# [EXERCISE AIM]
In the data, find the word "MemoryLedger" and copy out every line that has it.

Start of INPUT DATA

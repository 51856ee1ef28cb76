use tokio::sync::watch;
use tracing::debug;

use crate::models::CourseRecord;

/// Returns the records whose name, instructor or category contains `query`,
/// ignoring case. A blank query keeps every record.
///
/// Order of the input is preserved.
pub fn filter_courses(records: &[CourseRecord], query: &str) -> Vec<CourseRecord> {
    if query.trim().is_empty() {
        return records.to_vec();
    }

    let needle = query.to_lowercase();
    records
        .iter()
        .filter(|course| course.matches(&needle))
        .cloned()
        .collect()
}

/// One published result of a `CourseFilter`.
#[derive(Debug, Clone, PartialEq)]
pub struct FilteredCourses {
    pub revision: u64,
    pub query: String,
    pub courses: Vec<CourseRecord>,
}

/// Keeps a filtered view up to date as the records or the query change.
///
/// Every change bumps the revision and replaces the published snapshot, so a
/// subscriber only ever sees the latest result.
pub struct CourseFilter {
    records: Vec<CourseRecord>,
    query: String,
    revision: u64,
    tx: watch::Sender<FilteredCourses>,
}

impl CourseFilter {
    pub fn new(records: Vec<CourseRecord>) -> Self {
        let courses = records.clone();
        let (tx, _rx) = watch::channel(FilteredCourses {
            revision: 0,
            query: String::new(),
            courses,
        });

        Self {
            records,
            query: String::new(),
            revision: 0,
            tx,
        }
    }

    pub fn subscribe(&self) -> watch::Receiver<FilteredCourses> {
        self.tx.subscribe()
    }

    pub fn query(&self) -> &str {
        &self.query
    }

    pub fn records(&self) -> &[CourseRecord] {
        &self.records
    }

    pub fn revision(&self) -> u64 {
        self.revision
    }

    /// Snapshot of the latest result.
    pub fn current(&self) -> FilteredCourses {
        self.tx.borrow().clone()
    }

    pub fn is_current(&self, snapshot: &FilteredCourses) -> bool {
        snapshot.revision == self.revision
    }

    pub fn set_query(&mut self, query: impl Into<String>) {
        let query = query.into();
        if query == self.query {
            return;
        }
        self.query = query;
        self.recompute();
    }

    pub fn set_records(&mut self, records: Vec<CourseRecord>) {
        self.records = records;
        self.recompute();
    }

    fn recompute(&mut self) {
        self.revision += 1;
        let courses = filter_courses(&self.records, &self.query);
        debug!(
            "filter revision {}: {} of {} courses match {:?}",
            self.revision,
            courses.len(),
            self.records.len(),
            self.query
        );

        self.tx.send_replace(FilteredCourses {
            revision: self.revision,
            query: self.query.clone(),
            courses,
        });
    }
}
use std::net::SocketAddr;

use crate::client::CourseApiConfig;
use crate::error::AppError;
use crate::services::{IncomePolicy, PLACEHOLDER_THUMBNAIL};

const DEFAULT_BIND_ADDR: &str = "127.0.0.1:3000";
const DEFAULT_REFRESH_SECS: u64 = 300;

#[derive(Clone, Debug)]
pub struct AppConfig {
    pub bind_addr: SocketAddr,
    /// `None` runs the service without a backend.
    pub course_api: Option<CourseApiConfig>,
    pub refresh_secs: u64,
    pub income_policy: IncomePolicy,
    pub thumbnail_placeholder: String,
}

impl AppConfig {
    pub fn new_from_env() -> Result<Self, AppError> {
        Self::from_lookup(|key| std::env::var(key).ok())
    }

    pub fn from_lookup<F>(lookup: F) -> Result<Self, AppError>
    where
        F: Fn(&str) -> Option<String>,
    {
        let bind_addr = lookup("BIND_ADDR")
            .unwrap_or_else(|| DEFAULT_BIND_ADDR.to_string())
            .parse::<SocketAddr>()
            .map_err(|e| AppError::Config(format!("BIND_ADDR is invalid: {}", e)))?;

        let course_api = lookup("COURSE_API_URL")
            .filter(|url| !url.trim().is_empty())
            .map(|base_url| CourseApiConfig {
                base_url,
                api_token: lookup("COURSE_API_TOKEN").filter(|t| !t.is_empty()),
            });

        let refresh_secs = match lookup("CATALOG_REFRESH_SECS") {
            None => DEFAULT_REFRESH_SECS,
            Some(raw) => match raw.parse::<u64>() {
                Ok(secs) if secs > 0 => secs,
                _ => {
                    return Err(AppError::Config(format!(
                        "CATALOG_REFRESH_SECS must be a positive integer, got {:?}",
                        raw
                    )));
                }
            },
        };

        let income_policy = match lookup("INCOME_POLICY").as_deref() {
            None | Some("price") => IncomePolicy::FromPrice,
            Some("zero") => IncomePolicy::Zero,
            Some(other) => {
                return Err(AppError::Config(format!(
                    "INCOME_POLICY must be \"price\" or \"zero\", got {:?}",
                    other
                )));
            }
        };

        let thumbnail_placeholder = lookup("THUMBNAIL_PLACEHOLDER")
            .unwrap_or_else(|| PLACEHOLDER_THUMBNAIL.to_string());

        Ok(Self {
            bind_addr,
            course_api,
            refresh_secs,
            income_policy,
            thumbnail_placeholder,
        })
    }
}

#[cfg(test)]
mod tests {
    use std::collections::HashMap;

    use super::*;

    fn config(vars: &[(&str, &str)]) -> Result<AppConfig, AppError> {
        let vars: HashMap<String, String> = vars
            .iter()
            .map(|(k, v)| (k.to_string(), v.to_string()))
            .collect();
        AppConfig::from_lookup(|key| vars.get(key).cloned())
    }

    #[test]
    fn defaults_without_any_variable() {
        let cfg = config(&[]).unwrap();
        assert_eq!(cfg.bind_addr.to_string(), DEFAULT_BIND_ADDR);
        assert!(cfg.course_api.is_none());
        assert_eq!(cfg.refresh_secs, DEFAULT_REFRESH_SECS);
        assert_eq!(cfg.income_policy, IncomePolicy::FromPrice);
        assert_eq!(cfg.thumbnail_placeholder, PLACEHOLDER_THUMBNAIL);
    }

    #[test]
    fn reads_backend_settings() {
        let cfg = config(&[
            ("COURSE_API_URL", "http://localhost:8080/api"),
            ("COURSE_API_TOKEN", "secret"),
            ("INCOME_POLICY", "zero"),
            ("CATALOG_REFRESH_SECS", "15"),
        ])
        .unwrap();

        let api = cfg.course_api.unwrap();
        assert_eq!(api.base_url, "http://localhost:8080/api");
        assert_eq!(api.api_token.as_deref(), Some("secret"));
        assert_eq!(cfg.income_policy, IncomePolicy::Zero);
        assert_eq!(cfg.refresh_secs, 15);
    }

    #[test]
    fn rejects_bad_values() {
        for vars in [
            [("CATALOG_REFRESH_SECS", "0")],
            [("CATALOG_REFRESH_SECS", "soon")],
            [("INCOME_POLICY", "revenue")],
            [("BIND_ADDR", "localhost")],
        ] {
            assert!(matches!(config(&vars), Err(AppError::Config(_))));
        }
    }
}
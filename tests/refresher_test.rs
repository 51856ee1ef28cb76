mod common;

use std::sync::Arc;
use std::time::Duration;

use common::{StaticCourseApi, sample_catalog, service};
use course_catalog::client::NoopCourseApi;
use course_catalog::models::CourseRecord;
use course_catalog::services::{CatalogRefresher, CatalogSnapshot, CourseAdapter, CourseService};
use tokio::sync::watch;

#[tokio::test]
async fn test_refresh_once_replaces_snapshot() {
    let (tx, rx) = watch::channel::<CatalogSnapshot>(Arc::new(Vec::new()));
    let refresher = CatalogRefresher::new(
        service(StaticCourseApi {
            courses: sample_catalog(),
            instructor_courses: Vec::new(),
            fail: false,
        }),
        tx,
        60,
    );

    assert!(refresher.refresh_once().await);
    assert_eq!(rx.borrow().as_slice(), sample_catalog().as_slice());
}

#[tokio::test]
async fn test_failed_refresh_keeps_previous_snapshot() {
    let previous = vec![CourseRecord::new(42, "Cached")];
    let (tx, rx) = watch::channel::<CatalogSnapshot>(Arc::new(previous.clone()));
    let refresher = CatalogRefresher::new(
        service(StaticCourseApi {
            courses: Vec::new(),
            instructor_courses: Vec::new(),
            fail: true,
        }),
        tx,
        60,
    );

    assert!(!refresher.refresh_once().await);
    assert_eq!(rx.borrow().as_slice(), previous.as_slice());
}

#[tokio::test]
async fn test_refresher_loop_publishes_updates() {
    let (tx, mut rx) = watch::channel::<CatalogSnapshot>(Arc::new(Vec::new()));
    let refresher = CatalogRefresher::new(
        service(StaticCourseApi {
            courses: sample_catalog(),
            instructor_courses: Vec::new(),
            fail: false,
        }),
        tx,
        1,
    );

    let task = tokio::spawn(refresher.start());

    tokio::time::timeout(Duration::from_secs(5), rx.changed())
        .await
        .expect("refresher did not publish in time")
        .expect("sender dropped");
    assert_eq!(rx.borrow().len(), 2);

    task.abort();
}

#[tokio::test]
async fn test_noop_backend_yields_empty_catalog() {
    let (tx, rx) = watch::channel::<CatalogSnapshot>(Arc::new(vec![CourseRecord::new(1, "Stale")]));
    let refresher = CatalogRefresher::new(
        CourseService::new(Arc::new(NoopCourseApi), CourseAdapter::default()),
        tx,
        60,
    );

    assert!(refresher.refresh_once().await);
    assert!(rx.borrow().is_empty());
}
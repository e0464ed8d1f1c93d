//! End-to-end deployment flows over the in-process ledger: the scheduler
//! operations exactly as the peer protocol and HTTP surface drive them.

use std::collections::HashSet;
use std::sync::Arc;

use anyhow::Result;
use async_trait::async_trait;

use canteen::cluster::ClusterView;
use canteen::codec::{CapacityCodec, CodecMode};
use canteen::ledger::{Ledger, MemoryLedger};
use canteen::protocol::{decode_frame, Reply, MAX_STATUS_RESPONSE_LEN};
use canteen::runtime::ContainerRuntime;
use canteen::scheduler::Scheduler;

struct FixedView {
    id: String,
    peers: Vec<String>,
}

impl ClusterView for FixedView {
    fn local_id(&self) -> String {
        self.id.clone()
    }
    fn connected_peers(&self) -> Vec<String> {
        self.peers.clone()
    }
}

struct NoopRuntime;

#[async_trait]
impl ContainerRuntime for NoopRuntime {
    async fn start(&self, key: &str, _image: &str) -> Result<String> {
        Ok(format!("container-{}", key))
    }
    async fn stop(&self, _key: &str, _container_id: &str) -> Result<()> {
        Ok(())
    }
    async fn prune_exited(&self) -> Result<usize> {
        Ok(0)
    }
}

async fn cluster_of(member_ids: &[&str]) -> (Arc<Scheduler>, Arc<MemoryLedger>) {
    let ledger = Arc::new(MemoryLedger::new());
    for id in member_ids {
        ledger
            .register_member(id, "0x005a4d41")
            .await
            .expect("registration");
    }
    let view = Arc::new(FixedView {
        id: "operator".into(),
        peers: member_ids.iter().map(|id| id.to_string()).collect(),
    });
    let scheduler = Arc::new(Scheduler::new(
        view,
        ledger.clone(),
        Arc::new(NoopRuntime),
        CapacityCodec::from_mode(CodecMode::Masked, ""),
        4096,
    ));
    (scheduler, ledger)
}

#[tokio::test]
async fn deploy_three_replicas_across_five_members() {
    let (scheduler, ledger) = cluster_of(&["m0", "m1", "m2", "m3", "m4"]).await;

    let response = scheduler.handle_deploy("nginx:latest", 3).await;
    assert!(response.success);
    assert_eq!(response.image.as_deref(), Some("nginx:latest"));
    assert_eq!(response.replicas, Some(3));

    let mut carriers = Vec::new();
    for index in 0..ledger.member_count().await.unwrap() {
        let id = ledger.member_at(index).await.unwrap().unwrap();
        if !ledger.member_images(&id).await.unwrap().is_empty() {
            carriers.push(id);
        }
    }
    assert_eq!(carriers, vec!["m0", "m1", "m2"]);
}

#[tokio::test]
async fn deploy_ten_replicas_across_two_members_reports_two() {
    let (scheduler, _ledger) = cluster_of(&["m0", "m1"]).await;

    let response = scheduler.handle_deploy("nginx:latest", 10).await;
    assert!(response.success);
    assert_eq!(response.replicas, Some(2));

    let outcome = scheduler.assign_first_n("nginx:latest", 10).await.unwrap();
    let distinct: HashSet<String> = outcome.assigned.iter().cloned().collect();
    assert_eq!(distinct.len(), 2);
}

#[tokio::test]
async fn undeploy_of_unknown_image_is_trivially_successful() {
    let (scheduler, ledger) = cluster_of(&["m0", "m1", "m2"]).await;

    let writes_before = ledger.writes();
    let removal = scheduler.clear_carriers("missing:latest").await.unwrap();
    assert!(removal.removed.is_empty());
    assert!(removal.failed.is_empty());

    let response = scheduler.handle_undeploy("missing:latest").await;
    assert!(response.success);
    assert_eq!(ledger.writes(), writes_before);
}

#[tokio::test]
async fn undeploy_clears_catalog_and_carriers() {
    let (scheduler, ledger) = cluster_of(&["m0", "m1", "m2"]).await;
    scheduler.handle_deploy("nginx:latest", 2).await;

    let response = scheduler.handle_undeploy("nginx:latest").await;
    assert!(response.success);
    assert!(ledger
        .image_details("nginx:latest")
        .await
        .unwrap()
        .is_none());
    for id in ["m0", "m1", "m2"] {
        assert!(ledger.member_images(id).await.unwrap().is_empty());
    }
}

#[tokio::test]
async fn repeated_reconciliation_settles_after_one_correction() {
    let (scheduler, ledger) = cluster_of(&["m0", "m1", "m2"]).await;
    scheduler.handle_deploy("nginx:latest", 3).await;

    assert_eq!(scheduler.reconcile_deployed_counts().await.unwrap(), 1);

    let writes_after_first = ledger.writes();
    for _ in 0..3 {
        assert_eq!(scheduler.reconcile_deployed_counts().await.unwrap(), 0);
    }
    assert_eq!(ledger.writes(), writes_after_first);
}

#[tokio::test]
async fn status_snapshot_matches_ledger_and_fits_its_frame() {
    let (scheduler, _ledger) = cluster_of(&["m0", "m1", "m2", "m3"]).await;

    let response = scheduler.handle_status().await;
    assert!(response.success);
    assert_eq!(response.total_members, 4);
    assert_eq!(response.connected_count, 4);

    let frame = Reply::Status(response.clone()).to_frame().unwrap();
    let (payload, consumed) = decode_frame(&frame, MAX_STATUS_RESPONSE_LEN).unwrap();
    assert_eq!(consumed, frame.len());
    let decoded: canteen::protocol::StatusResponse = serde_json::from_slice(payload).unwrap();
    assert_eq!(decoded, response);
}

End of INPUT DATA

# [TASK ANSWER]
use canteen::ledger::{Ledger, MemoryLedger};
async fn cluster_of(member_ids: &[&str]) -> (Arc<Scheduler>, Arc<MemoryLedger>) {
    let ledger = Arc::new(MemoryLedger::new());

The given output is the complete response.